Kai thanks for looking at this. To answer:

- What the PromptAggregator class is for:
Each instance of that class is bound to each prompt request. The first instance (and therefor the first prompt request with it) is saved in the mPasswordPromptAggregator member pointer. Any other instance (so, any other prompt request) checks that member is non-null, if so, it spins the event loop and waits for the first dialog to finish (WaitAndGrab method). After it is finished (the first prompt's chrome window has been unregistered) the class gets (grabs) return values (e.g. entered credentials) from the first dialog param block and immediately leaves without invoking the same dialog again.

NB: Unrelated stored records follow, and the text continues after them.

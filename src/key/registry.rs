use super::{build_key_pair, KeyError, KeyPair};
use crate::{
    pattern::{Pattern, TemplateError},
    traits::Record,
    TableAttributes,
};
use itertools::Itertools;
use log::error;
use std::collections::HashMap;
use thiserror::Error;

#[derive(Debug, Error, Clone, PartialEq, Eq)]
pub enum RegistryError {
    #[error("No access pattern registered as '{0}'")]
    UnknownPattern(String),
    #[error("Access pattern '{name}' is already registered as '{existing}', refusing '{template}'")]
    Conflict {
        name: String,
        existing: String,
        template: String,
    },
    #[error("TemplateError: {0}")]
    Template(#[from] TemplateError),
    #[error("KeyError: {0}")]
    Key(#[from] KeyError),
}

/// Append-only lookup from access pattern name to [`Pattern`].
///
/// Build one at startup by registering each record type, then share it by reference.
/// Each record contributes `<TypeName>_pk` and `<TypeName>_sk`.
#[derive(Debug, Clone, Default)]
pub struct PatternRegistry {
    patterns: HashMap<String, Pattern>,
}

impl PatternRegistry {
    pub fn new() -> Self {
        Self::default()
    }

    pub fn register<R: Record>(&mut self) -> Result<&mut Self, RegistryError> {
        self.insert(R::pk_pattern()?)?;
        self.insert(R::sk_pattern()?)?;
        Ok(self)
    }

    /// Add a pattern. Registering the same template twice is a no-op; registering a
    /// different template under an existing name is a [`RegistryError::Conflict`].
    pub fn insert(&mut self, pattern: Pattern) -> Result<(), RegistryError> {
        match self.patterns.get(pattern.name()) {
            Some(existing) if existing.template() == pattern.template() => Ok(()),
            Some(existing) => Err(RegistryError::Conflict {
                name: pattern.name().to_string(),
                existing: existing.template().to_string(),
                template: pattern.template().to_string(),
            }),
            None => {
                self.patterns.insert(pattern.name().to_string(), pattern);
                Ok(())
            }
        }
    }

    pub fn get(&self, name: &str) -> Option<&Pattern> {
        self.patterns.get(name)
    }

    pub fn contains(&self, name: &str) -> bool {
        self.patterns.contains_key(name)
    }

    /// Registered names in sorted order.
    pub fn names(&self) -> Vec<&str> {
        self.patterns.keys().map(String::as_str).sorted().collect()
    }

    pub fn len(&self) -> usize {
        self.patterns.len()
    }

    pub fn is_empty(&self) -> bool {
        self.patterns.is_empty()
    }

    /// Render the named pattern in full.
    pub fn key(&self, name: &str, values: &TableAttributes) -> Result<String, RegistryError> {
        let pattern = self.lookup(name)?;

        pattern.render(values).map_err(|err| {
            error!("{err} for pattern '{name}' ({pattern}) with values {values:?}");
            err.into()
        })
    }

    /// Build a key pair from two named patterns; see [`build_key_pair`].
    pub fn create_item_key(
        &self,
        pk_name: &str,
        sk_name: &str,
        values: &TableAttributes,
    ) -> Result<KeyPair, RegistryError> {
        let pk = self.lookup(pk_name)?;
        let sk = self.lookup(sk_name)?;

        Ok(build_key_pair(pk, sk, values)?)
    }

    fn lookup(&self, name: &str) -> Result<&Pattern, RegistryError> {
        self.patterns.get(name).ok_or_else(|| {
            error!("No access pattern registered as '{name}'");
            RegistryError::UnknownPattern(name.to_string())
        })
    }
}
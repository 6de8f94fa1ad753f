use dynawrap::Record;

#[derive(Debug, Record)]
#[dynawrap(pk = "STATUS", sk = "STATUS")]
enum Status {
    Draft,
    Published,
}

fn main() {}
//! Access-pattern templates.
//!
//! A template is a string made of literal fragments and named placeholders, for example
//! `USER#{owner}#STORY#{story_id}`. Placeholders may carry a format spec after a colon
//! (`{count:05d}`). A spec may set fill and alignment, sign, zero padding, width, precision
//! and a `d`, `s` or `f` type. `{{` and `}}` produce literal braces.
use crate::{key::KeyError, table::TableAttribute, TableAttributes};
use std::{collections::HashMap, fmt::Display};
use thiserror::Error;

#[derive(Debug, Error, Clone, PartialEq, Eq)]
pub enum TemplateError {
    #[error("Unbalanced '{brace}' at offset {offset} in template '{template}'")]
    UnbalancedBrace {
        template: String,
        offset: usize,
        brace: char,
    },
    #[error("Empty placeholder at offset {offset} in template '{template}'")]
    EmptyPlaceholder { template: String, offset: usize },
    #[error("Placeholder '{name}' appears more than once in template '{template}'")]
    DuplicatePlaceholder { template: String, name: String },
    #[error("Invalid format spec '{spec}' for placeholder '{name}'")]
    InvalidFormatSpec { name: String, spec: String },
}

/// A named key template.
#[derive(Debug, Clone, PartialEq)]
pub struct Pattern {
    name: String,
    template: String,
    segments: Vec<Segment>,
}

#[derive(Debug, Clone, PartialEq)]
pub(crate) enum Segment {
    Literal(String),
    Field { name: String, spec: FormatSpec },
}

impl Pattern {
    pub fn new(name: impl Into<String>, template: impl Into<String>) -> Result<Self, TemplateError> {
        let template = template.into();
        let segments = parse_template(&template)?;

        Ok(Self {
            name: name.into(),
            template,
            segments,
        })
    }

    pub fn name(&self) -> &str {
        &self.name
    }

    pub fn template(&self) -> &str {
        &self.template
    }

    /// Placeholder names in the order they appear in the template.
    pub fn placeholders(&self) -> impl Iterator<Item = &str> {
        self.segments.iter().filter_map(|segment| match segment {
            Segment::Field { name, .. } => Some(name.as_str()),
            Segment::Literal(_) => None,
        })
    }

    pub(crate) fn segments(&self) -> &[Segment] {
        &self.segments
    }

    /// Substitute every placeholder with its value from `values`.
    ///
    /// Fails with [`KeyError::MissingField`] naming the first placeholder that has no value.
    /// A `Null` value counts as missing. Booleans render as `True` and `False`.
    pub fn render(&self, values: &TableAttributes) -> Result<String, KeyError> {
        render_segments(&self.segments, values)
    }

    /// Match `candidate` against this template and return the placeholder bindings.
    ///
    /// Every placeholder binds to a non-empty substring and literal fragments must match
    /// exactly. Returns `None` when the candidate cannot be produced by this template.
    pub fn parse_key(&self, candidate: &str) -> Option<HashMap<String, String>> {
        let mut bindings = Vec::new();

        if match_segments(&self.segments, candidate, &mut bindings) {
            Some(
                bindings
                    .into_iter()
                    .map(|(name, value)| (name.to_string(), value.to_string()))
                    .collect(),
            )
        } else {
            None
        }
    }

    pub fn is_match(&self, candidate: &str) -> bool {
        let mut bindings = Vec::new();
        match_segments(&self.segments, candidate, &mut bindings)
    }
}

impl Display for Pattern {
    fn fmt(&self, f: &mut std::fmt::Formatter<'_>) -> std::fmt::Result {
        f.write_str(&self.template)
    }
}

pub(crate) fn render_segments(
    segments: &[Segment],
    values: &TableAttributes,
) -> Result<String, KeyError> {
    let mut rendered = String::new();

    for segment in segments {
        match segment {
            Segment::Literal(text) => rendered.push_str(text),
            Segment::Field { name, spec } => {
                let value = lookup(values, name)
                    .ok_or_else(|| KeyError::MissingField(name.to_string()))?;
                rendered.push_str(&spec.apply(name, value)?);
            }
        }
    }

    Ok(rendered)
}

pub(crate) fn lookup<'v>(values: &'v TableAttributes, name: &str) -> Option<&'v TableAttribute> {
    values.get(name).filter(|value| !value.is_null())
}

fn parse_template(template: &str) -> Result<Vec<Segment>, TemplateError> {
    let mut segments = Vec::new();
    let mut literal = String::new();
    let mut chars = template.char_indices().peekable();

    while let Some((offset, c)) = chars.next() {
        match c {
            '{' if matches!(chars.peek(), Some((_, '{'))) => {
                chars.next();
                literal.push('{');
            }
            '}' if matches!(chars.peek(), Some((_, '}'))) => {
                chars.next();
                literal.push('}');
            }
            '{' => {
                let mut body = String::new();
                let mut closed = false;

                for (_, c) in chars.by_ref() {
                    match c {
                        '}' => {
                            closed = true;
                            break;
                        }
                        '{' => break,
                        c => body.push(c),
                    }
                }

                if !closed {
                    return Err(TemplateError::UnbalancedBrace {
                        template: template.to_string(),
                        offset,
                        brace: '{',
                    });
                }

                let (name, spec) = match body.split_once(':') {
                    Some((name, spec)) => (name, spec),
                    None => (body.as_str(), ""),
                };

                if name.is_empty() {
                    return Err(TemplateError::EmptyPlaceholder {
                        template: template.to_string(),
                        offset,
                    });
                }

                let duplicate = segments
                    .iter()
                    .any(|s| matches!(s, Segment::Field { name: n, .. } if n == name));

                if duplicate {
                    return Err(TemplateError::DuplicatePlaceholder {
                        template: template.to_string(),
                        name: name.to_string(),
                    });
                }

                let spec = FormatSpec::parse(spec).ok_or_else(|| TemplateError::InvalidFormatSpec {
                    name: name.to_string(),
                    spec: spec.to_string(),
                })?;

                if !literal.is_empty() {
                    segments.push(Segment::Literal(std::mem::take(&mut literal)));
                }

                segments.push(Segment::Field {
                    name: name.to_string(),
                    spec,
                });
            }
            '}' => {
                return Err(TemplateError::UnbalancedBrace {
                    template: template.to_string(),
                    offset,
                    brace: '}',
                })
            }
            c => literal.push(c),
        }
    }

    if !literal.is_empty() {
        segments.push(Segment::Literal(literal));
    }

    Ok(segments)
}

fn match_segments<'a>(
    segments: &'a [Segment],
    input: &'a str,
    bindings: &mut Vec<(&'a str, &'a str)>,
) -> bool {
    let Some((first, rest)) = segments.split_first() else {
        return input.is_empty();
    };

    match first {
        Segment::Literal(text) => input
            .strip_prefix(text.as_str())
            .is_some_and(|tail| match_segments(rest, tail, bindings)),
        Segment::Field { name, spec } => {
            // Shortest binding first, backtracking on failure.
            let ends = input
                .char_indices()
                .map(|(i, _)| i)
                .skip(1)
                .chain(std::iter::once(input.len()))
                .filter(|end| *end > 0);

            for end in ends {
                let value = &input[..end];

                if !spec.accepts(value) {
                    continue;
                }

                bindings.push((name.as_str(), value));

                if match_segments(rest, &input[end..], bindings) {
                    return true;
                }

                bindings.pop();
            }

            false
        }
    }
}

#[derive(Debug, Clone, Copy, PartialEq, Eq)]
enum Align {
    Left,
    Right,
    Center,
    AfterSign,
}

#[derive(Debug, Clone, Copy, PartialEq, Eq)]
enum Sign {
    Minus,
    Plus,
    Space,
}

/// Parsed `[[fill]align][sign][0][width][.precision][type]` format spec.
#[derive(Debug, Clone, PartialEq, Eq)]
pub(crate) struct FormatSpec {
    raw: String,
    fill: char,
    align: Option<Align>,
    sign: Sign,
    zero: bool,
    width: usize,
    precision: Option<usize>,
    kind: Option<char>,
}

impl FormatSpec {
    fn parse(raw: &str) -> Option<Self> {
        let chars: Vec<char> = raw.chars().collect();
        let mut spec = Self {
            raw: raw.to_string(),
            fill: ' ',
            align: None,
            sign: Sign::Minus,
            zero: false,
            width: 0,
            precision: None,
            kind: None,
        };
        let mut i = 0;

        if chars.len() >= 2 && align_from(chars[1]).is_some() {
            spec.fill = chars[0];
            spec.align = align_from(chars[1]);
            i = 2;
        } else if let Some(align) = chars.first().and_then(|c| align_from(*c)) {
            spec.align = Some(align);
            i = 1;
        }

        match chars.get(i) {
            Some('+') => {
                spec.sign = Sign::Plus;
                i += 1;
            }
            Some(' ') => {
                spec.sign = Sign::Space;
                i += 1;
            }
            Some('-') => i += 1,
            _ => {}
        }

        if chars.get(i) == Some(&'0') {
            spec.zero = true;
            i += 1;
        }

        let (width, next) = take_number(&chars, i);
        spec.width = width.unwrap_or(0);
        i = next;

        if chars.get(i) == Some(&'.') {
            let (precision, next) = take_number(&chars, i + 1);
            spec.precision = Some(precision?);
            i = next;
        }

        if let Some(kind) = chars.get(i) {
            if !matches!(kind, 's' | 'd' | 'x' | 'X' | 'o' | 'b' | 'f') {
                return None;
            }
            spec.kind = Some(*kind);
            i += 1;
        }

        (i == chars.len()).then_some(spec)
    }

    fn is_integer(&self) -> bool {
        matches!(self.kind, Some('d' | 'x' | 'X' | 'o' | 'b'))
    }

    /// Whether `value` could have been produced by this spec. Used when parsing keys.
    fn accepts(&self, value: &str) -> bool {
        let trimmed = value.trim_matches(self.fill).trim();
        let digits = trimmed.strip_prefix(['+', '-']).unwrap_or(trimmed);

        match self.kind {
            Some('d') => !digits.is_empty() && digits.chars().all(|c| c.is_ascii_digit()),
            Some('x' | 'X') => !digits.is_empty() && digits.chars().all(|c| c.is_ascii_hexdigit()),
            Some('o') => !digits.is_empty() && digits.chars().all(|c| ('0'..='7').contains(&c)),
            Some('b') => !digits.is_empty() && digits.chars().all(|c| c == '0' || c == '1'),
            Some('f') => trimmed.parse::<f64>().is_ok(),
            _ => true,
        }
    }

    fn apply(&self, name: &str, value: &TableAttribute) -> Result<String, KeyError> {
        let format_error = || KeyError::Format {
            name: name.to_string(),
            spec: self.raw.clone(),
        };

        let (negative, body, numeric) = match (value, self.kind) {
            (TableAttribute::String(s), None | Some('s')) => (false, self.truncate(s), false),
            (TableAttribute::Bool(b), None | Some('s')) => {
                (false, if *b { "True" } else { "False" }.to_string(), false)
            }
            (TableAttribute::Number(n), None) => {
                let (negative, digits) = split_sign(n);
                (negative, digits.to_string(), true)
            }
            (TableAttribute::Number(n), Some('f')) => {
                let number: f64 = n.trim().parse().map_err(|_| format_error())?;
                let precision = self.precision.unwrap_or(6);
                (
                    number.is_sign_negative() && number != 0.0,
                    format!("{:.*}", precision, number.abs()),
                    true,
                )
            }
            (TableAttribute::Number(n), Some(kind)) if self.is_integer() => {
                let number: i128 = n.trim().parse().map_err(|_| format_error())?;
                let magnitude = number.unsigned_abs();
                let body = match kind {
                    'x' => format!("{magnitude:x}"),
                    'X' => format!("{magnitude:X}"),
                    'o' => format!("{magnitude:o}"),
                    'b' => format!("{magnitude:b}"),
                    _ => magnitude.to_string(),
                };
                (number < 0, body, true)
            }
            (TableAttribute::String(_) | TableAttribute::Bool(_) | TableAttribute::Number(_), _) => {
                return Err(format_error())
            }
            _ => return Err(KeyError::InvalidValue(name.to_string())),
        };

        let sign = match (negative, self.sign) {
            (true, _) => "-",
            (false, Sign::Plus) if numeric => "+",
            (false, Sign::Space) if numeric => " ",
            _ => "",
        };

        let (fill, align) = match self.align {
            Some(align) => (self.fill, align),
            None if self.zero && numeric => ('0', Align::AfterSign),
            None if self.zero => ('0', Align::Left),
            None if numeric => (self.fill, Align::Right),
            None => (self.fill, Align::Left),
        };

        let len = sign.chars().count() + body.chars().count();
        let pad = self.width.saturating_sub(len);
        let padding = |count: usize| std::iter::repeat(fill).take(count).collect::<String>();

        Ok(match align {
            Align::Left => format!("{sign}{body}{}", padding(pad)),
            Align::Right => format!("{}{sign}{body}", padding(pad)),
            Align::Center => format!("{}{sign}{body}{}", padding(pad / 2), padding(pad - pad / 2)),
            Align::AfterSign => format!("{sign}{}{body}", padding(pad)),
        })
    }

    fn truncate(&self, s: &str) -> String {
        match self.precision {
            Some(precision) => s.chars().take(precision).collect(),
            None => s.to_string(),
        }
    }
}

fn align_from(c: char) -> Option<Align> {
    match c {
        '<' => Some(Align::Left),
        '>' => Some(Align::Right),
        '^' => Some(Align::Center),
        '=' => Some(Align::AfterSign),
        _ => None,
    }
}

fn take_number(chars: &[char], start: usize) -> (Option<usize>, usize) {
    let end = chars[start.min(chars.len())..]
        .iter()
        .take_while(|c| c.is_ascii_digit())
        .count()
        + start.min(chars.len());

    let number = chars[start.min(chars.len())..end]
        .iter()
        .collect::<String>()
        .parse()
        .ok();

    (number, end)
}

fn split_sign(number: &str) -> (bool, &str) {
    let number = number.trim();
    match number.strip_prefix('-') {
        Some(digits) => (true, digits),
        None => (false, number.strip_prefix('+').unwrap_or(number)),
    }
}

- The test with few tabs and another window:
I tired that (on win machine). It doesn't pop-up another dialog after the first one is closed. But w/o this patch when I quit from the other window, all dialogs are closed and Firefox quits w/o waiting for dialogs to be closed by user, immediately. With this patch it waits for the prompt. We could override this by handling also some of the "quit" observer events to wake up the aggregates.

- mUserAndPasswordPromptAggregator never used:
Leftover, we can have one member for each type of a prompt or use one member to block/stack all types of dialogs.

- Wake up after unlock:
We could potentially unlock other aggregates by an event posted to the main thread from "domwindowclosed" observer event. True is we don't guarantee in any way to loop the spin. It is just highly probable it will loop.

- Multi-threading:
It seems nsPromptService is not designed as to be thread safe at all. As I've seen the code it is always used through a proxy where invoked from other threads. So I would not bother with any locks.

- GetString returns a copy:
Good catch, I wasn't aware of that. Have to release it.

I'll create a patch with fixes you propose, and with larger context.